Today I got told that I am not as good as someone else. So I'm not saying I am... Cuz I'm not... Everyone is someone everyone is different, everyone has their own struggles that makes them who they are.

I am someone because...

I grew up in a home, well several homes. Enough said.

I got married young, I have had a string of very bad relationships mixed in I have had a few very good ones.

I have been loved completely, I have been hated.

I have good friends I have flakey friends i have friends that drift in and out of my life at their will.

I married a man.... Went though a deployment, made very poor decisions. Somehow got through it with my marriage intact.

I have had babies, I worked very hard to bring both of them into this world safely.

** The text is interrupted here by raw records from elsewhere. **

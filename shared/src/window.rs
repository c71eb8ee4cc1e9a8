//! Reporting periods and the time windows they cover

use crate::errors::ReportError;
use chrono::{
    DateTime, Datelike, Days, FixedOffset, Months, NaiveDate, NaiveDateTime, NaiveTime,
};
use serde::{Deserialize, Serialize};

/// Length of a weekly reporting window, in days
pub const DAYS_PER_WEEK: f64 = 7.0;
/// Approximate month length used for monthly daily-rate estimates
pub const DAYS_PER_MONTH: f64 = 30.0;

/// Kind of report being produced
#[derive(Debug, Clone, Copy, PartialEq, Eq, Hash, Serialize, Deserialize)]
#[serde(rename_all = "lowercase")]
pub enum ReportPeriod {
    Weekly,
    Monthly,
}

impl std::fmt::Display for ReportPeriod {
    fn fmt(&self, f: &mut std::fmt::Formatter<'_>) -> std::fmt::Result {
        match self {
            ReportPeriod::Weekly => write!(f, "weekly"),
            ReportPeriod::Monthly => write!(f, "monthly"),
        }
    }
}

/// Interpret a wall-clock time as local time in `offset`.
///
/// `None` when the instant falls outside chrono's representable range.
pub fn localize(naive: NaiveDateTime, offset: FixedOffset) -> Option<DateTime<FixedOffset>> {
    naive.and_local_timezone(offset).single()
}

fn out_of_range(date: NaiveDate) -> ReportError {
    ReportError::InvalidWindow(format!("{date} is outside the supported date range"))
}

fn start_of_day(date: NaiveDate, offset: FixedOffset) -> Result<DateTime<FixedOffset>, ReportError> {
    localize(date.and_time(NaiveTime::MIN), offset).ok_or_else(|| out_of_range(date))
}

/// 23:59:59.999999 on `date`
fn end_of_day(date: NaiveDate, offset: FixedOffset) -> Result<DateTime<FixedOffset>, ReportError> {
    date.and_hms_micro_opt(23, 59, 59, 999_999)
        .and_then(|naive| localize(naive, offset))
        .ok_or_else(|| out_of_range(date))
}

/// An inclusive time range that records are aggregated over
#[derive(Debug, Clone, Copy, PartialEq, Eq, Serialize, Deserialize)]
pub struct ReportWindow {
    pub start: DateTime<FixedOffset>,
    pub end: DateTime<FixedOffset>,
}

impl ReportWindow {
    /// Create a window, rejecting one that ends before it starts
    pub fn new(
        start: DateTime<FixedOffset>,
        end: DateTime<FixedOffset>,
    ) -> Result<Self, ReportError> {
        if end < start {
            return Err(ReportError::InvalidWindow(format!(
                "window ends ({end}) before it starts ({start})"
            )));
        }
        Ok(Self { start, end })
    }

    /// Whole days from `first` 00:00 through `last` 23:59:59.999999
    pub fn from_dates(
        first: NaiveDate,
        last: NaiveDate,
        offset: FixedOffset,
    ) -> Result<Self, ReportError> {
        if last < first {
            return Err(ReportError::InvalidWindow(format!(
                "end date {last} is before start date {first}"
            )));
        }
        Ok(Self {
            start: start_of_day(first, offset)?,
            end: end_of_day(last, offset)?,
        })
    }

    /// Monday through Sunday of the week before the one containing `now`
    pub fn previous_week(now: DateTime<FixedOffset>) -> Result<Self, ReportError> {
        Self::previous_week_of(now.date_naive(), *now.offset())
    }

    /// Monday through Sunday of the week before the one containing `date`
    pub fn previous_week_of(date: NaiveDate, offset: FixedOffset) -> Result<Self, ReportError> {
        let days_back = u64::from(date.weekday().num_days_from_monday()) + 7;
        let monday = date
            .checked_sub_days(Days::new(days_back))
            .ok_or_else(|| out_of_range(date))?;
        let sunday = monday
            .checked_add_days(Days::new(6))
            .ok_or_else(|| out_of_range(date))?;
        Ok(Self {
            start: start_of_day(monday, offset)?,
            end: end_of_day(sunday, offset)?,
        })
    }

    /// The full calendar month `year`/`month`
    pub fn month(year: i32, month: u32, offset: FixedOffset) -> Result<Self, ReportError> {
        let invalid = || ReportError::InvalidWindow(format!("no such month: {year}-{month:02}"));
        let first = NaiveDate::from_ymd_opt(year, month, 1).ok_or_else(invalid)?;
        let last = first
            .checked_add_months(Months::new(1))
            .and_then(|next| next.pred_opt())
            .ok_or_else(|| out_of_range(first))?;
        Ok(Self {
            start: start_of_day(first, offset)?,
            end: end_of_day(last, offset)?,
        })
    }

    /// The calendar month containing `now`
    pub fn containing_month(now: DateTime<FixedOffset>) -> Result<Self, ReportError> {
        Self::month(now.year(), now.month(), *now.offset())
    }

    /// Inclusive on both ends
    pub fn contains(&self, timestamp: &DateTime<FixedOffset>) -> bool {
        self.start <= *timestamp && *timestamp <= self.end
    }

    pub fn start_date(&self) -> NaiveDate {
        self.start.date_naive()
    }

    pub fn end_date(&self) -> NaiveDate {
        self.end.date_naive()
    }

    pub fn offset(&self) -> FixedOffset {
        *self.start.offset()
    }

    /// `YYYY/MM/DD - YYYY/MM/DD`
    pub fn date_range_label(&self) -> String {
        format!(
            "{} - {}",
            self.start_date().format("%Y/%m/%d"),
            self.end_date().format("%Y/%m/%d")
        )
    }

    /// `YYYY/MM` of the window start
    pub fn month_label(&self) -> String {
        self.start_date().format("%Y/%m").to_string()
    }
}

I got divorced, I was told i was not what he needed to make him happy in our marriage. That I wasn't someone he could continue to have in his life.

I then became a single mom. Which Is hard. I have my kiddos 50/50 with my ex husband of whom I hold in a very high regard. He is a good man. He has been nothing but nice and helpful and supportive of my struggle to support my children and myself.

This doesn't make me better or worse then anyone else. This makes me have a different view of life.

It makes me hold my head in a different way. It makes me walk in a different way. I dress professionally, not because I am... But because I want to be.

I am me.... I guess that is what I am saying... I am me.